# [SUPPLIED MATERIAL]

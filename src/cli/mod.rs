// Copyright (c) 2025 Fabstir
// SPDX-License-Identifier: BUSL-1.1
use clap::Parser;
use std::path::PathBuf;

use crate::config::{ConfigError, NodeConfig};

/// Fabstir Vision Node
#[derive(Parser, Debug)]
#[command(name = "fabstir-vision-node")]
#[command(version = crate::version::VERSION_NUMBER)]
#[command(about = "HTTP image analysis node", long_about = None)]
pub struct Args {
    /// TOML config file with [server] and [vision] tables
    #[arg(long, env = "VISION_NODE_CONFIG")]
    pub config: Option<PathBuf>,

    /// Listen address, overrides config and environment
    #[arg(long)]
    pub listen: Option<String>,

    /// Whole-request timeout in seconds
    #[arg(long)]
    pub request_timeout_secs: Option<u64>,
}

impl Args {
    /// Resolve the final configuration: file (or defaults), then
    /// environment, then flags
    pub fn load_config(&self) -> Result<NodeConfig, ConfigError> {
        let base = match &self.config {
            Some(path) => NodeConfig::from_file(path)?,
            None => NodeConfig::default(),
        };
        let config = base.with_overrides(|name| std::env::var(name).ok())?;
        let config = self.apply(config);
        config.validate()?;
        Ok(config)
    }

    /// Apply command-line overrides
    pub fn apply(&self, mut config: NodeConfig) -> NodeConfig {
        if let Some(listen) = &self.listen {
            config.listen_addr = listen.clone();
        }
        if let Some(secs) = self.request_timeout_secs {
            config.request_timeout_secs = secs;
        }
        config
    }
}
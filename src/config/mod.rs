// Copyright (c) 2025 Fabstir
// SPDX-License-Identifier: BUSL-1.1
//! Node configuration
//!
//! Sources, lowest precedence first: built-in defaults, an optional TOML
//! file, environment variables, then command-line flags (applied by the
//! binary).

use serde::{Deserialize, Serialize};
use std::env;
use std::net::SocketAddr;
use std::path::{Path, PathBuf};
use thiserror::Error;

use crate::vision::image_utils::DEFAULT_MAX_IMAGE_SIZE;
use crate::vision::VisionModelConfig;

pub const DEFAULT_LISTEN_ADDR: &str = "127.0.0.1:8080";
pub const DEFAULT_REQUEST_TIMEOUT_SECS: u64 = 30;

#[derive(Debug, Error)]
pub enum ConfigError {
    #[error("Failed to read config file {path}: {source}")]
    Io {
        path: PathBuf,
        source: std::io::Error,
    },

    #[error("Invalid TOML in config file: {0}")]
    Parse(#[from] toml::de::Error),

    #[error("Invalid value for {name}: {value}")]
    InvalidEnv { name: String, value: String },

    #[error("Invalid configuration: {0}")]
    Invalid(String),
}

/// Full node configuration
#[derive(Debug, Clone, PartialEq)]
pub struct NodeConfig {
    /// HTTP listen address
    pub listen_addr: String,
    /// Whole-request timeout enforced by the transport
    pub request_timeout_secs: u64,
    /// Largest accepted image body
    pub max_image_bytes: usize,
    pub vision: VisionModelConfig,
}

impl Default for NodeConfig {
    fn default() -> Self {
        Self {
            listen_addr: DEFAULT_LISTEN_ADDR.to_string(),
            request_timeout_secs: DEFAULT_REQUEST_TIMEOUT_SECS,
            max_image_bytes: DEFAULT_MAX_IMAGE_SIZE,
            vision: VisionModelConfig::default(),
        }
    }
}

/// `[server]` table of the config file
#[derive(Debug, Clone, Default, Deserialize, Serialize)]
#[serde(default)]
struct ServerSection {
    listen_addr: Option<String>,
    request_timeout_secs: Option<u64>,
    max_image_bytes: Option<usize>,
}

#[derive(Debug, Clone, Default, Deserialize, Serialize)]
#[serde(default)]
struct FileConfig {
    server: ServerSection,
    vision: VisionModelConfig,
}

impl NodeConfig {
    /// Load from a TOML file with `[server]` and `[vision]` tables
    pub fn from_file(path: impl AsRef<Path>) -> Result<Self, ConfigError> {
        let path = path.as_ref();
        let content = std::fs::read_to_string(path).map_err(|source| ConfigError::Io {
            path: path.to_path_buf(),
            source,
        })?;
        Self::from_toml_str(&content)
    }

    pub fn from_toml_str(content: &str) -> Result<Self, ConfigError> {
        let file: FileConfig = toml::from_str(content)?;
        let defaults = Self::default();

        Ok(Self {
            listen_addr: file.server.listen_addr.unwrap_or(defaults.listen_addr),
            request_timeout_secs: file
                .server
                .request_timeout_secs
                .unwrap_or(defaults.request_timeout_secs),
            max_image_bytes: file
                .server
                .max_image_bytes
                .unwrap_or(defaults.max_image_bytes),
            vision: file.vision,
        })
    }

    /// Defaults overridden by environment variables
    pub fn from_env() -> Result<Self, ConfigError> {
        Self::default().with_overrides(|name| env::var(name).ok())
    }

    /// Apply environment-style overrides from `lookup`
    ///
    /// Recognized names: `API_LISTEN_ADDR`, `REQUEST_TIMEOUT_SECS`,
    /// `MAX_IMAGE_BYTES`, `OCR_MODEL_DIR`, `CLASSIFIER_MODEL_DIR`,
    /// `CLASSIFIER_TOP_K`, `ENABLE_CONTOURS`, `ENABLE_FEATURE_PRINT`.
    /// An empty model directory disables that model.
    pub fn with_overrides(
        mut self,
        lookup: impl Fn(&str) -> Option<String>,
    ) -> Result<Self, ConfigError> {
        if let Some(addr) = lookup("API_LISTEN_ADDR") {
            self.listen_addr = addr;
        }
        if let Some(v) = lookup("REQUEST_TIMEOUT_SECS") {
            self.request_timeout_secs = parse_var("REQUEST_TIMEOUT_SECS", &v)?;
        }
        if let Some(v) = lookup("MAX_IMAGE_BYTES") {
            self.max_image_bytes = parse_var("MAX_IMAGE_BYTES", &v)?;
        }
        if let Some(dir) = lookup("OCR_MODEL_DIR") {
            self.vision.ocr_model_dir = (!dir.is_empty()).then(|| PathBuf::from(dir));
        }
        if let Some(dir) = lookup("CLASSIFIER_MODEL_DIR") {
            self.vision.classifier_model_dir = (!dir.is_empty()).then(|| PathBuf::from(dir));
        }
        if let Some(v) = lookup("CLASSIFIER_TOP_K") {
            self.vision.classifier_top_k = parse_var("CLASSIFIER_TOP_K", &v)?;
        }
        if let Some(v) = lookup("ENABLE_CONTOURS") {
            self.vision.enable_contours = v.to_lowercase() != "false";
        }
        if let Some(v) = lookup("ENABLE_FEATURE_PRINT") {
            self.vision.enable_feature_print = v.to_lowercase() != "false";
        }
        Ok(self)
    }

    pub fn validate(&self) -> Result<(), ConfigError> {
        if self.listen_addr.trim().is_empty() {
            return Err(ConfigError::Invalid("listen address is empty".to_string()));
        }
        if self.listen_addr.parse::<SocketAddr>().is_err() {
            return Err(ConfigError::Invalid(format!(
                "listen address '{}' is not host:port",
                self.listen_addr
            )));
        }
        if self.request_timeout_secs == 0 {
            return Err(ConfigError::Invalid(
                "request timeout must be greater than 0".to_string(),
            ));
        }
        if self.max_image_bytes == 0 {
            return Err(ConfigError::Invalid(
                "max image size must be greater than 0".to_string(),
            ));
        }
        if self.vision.classifier_top_k == 0 {
            return Err(ConfigError::Invalid(
                "classifier top-k must be greater than 0".to_string(),
            ));
        }
        Ok(())
    }
}

fn parse_var<T: std::str::FromStr>(name: &str, value: &str) -> Result<T, ConfigError> {
    value.trim().parse().map_err(|_| ConfigError::InvalidEnv {
        name: name.to_string(),
        value: value.to_string(),
    })
}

# [REQUIRED WORK]
Where does the string "None" occur in the listing above? Return every line that contains it.

# [OUTPUT FOR THIS EXERCISE]
#[command(about = "HTTP image analysis node", long_about = None)]
            None => NodeConfig::default(),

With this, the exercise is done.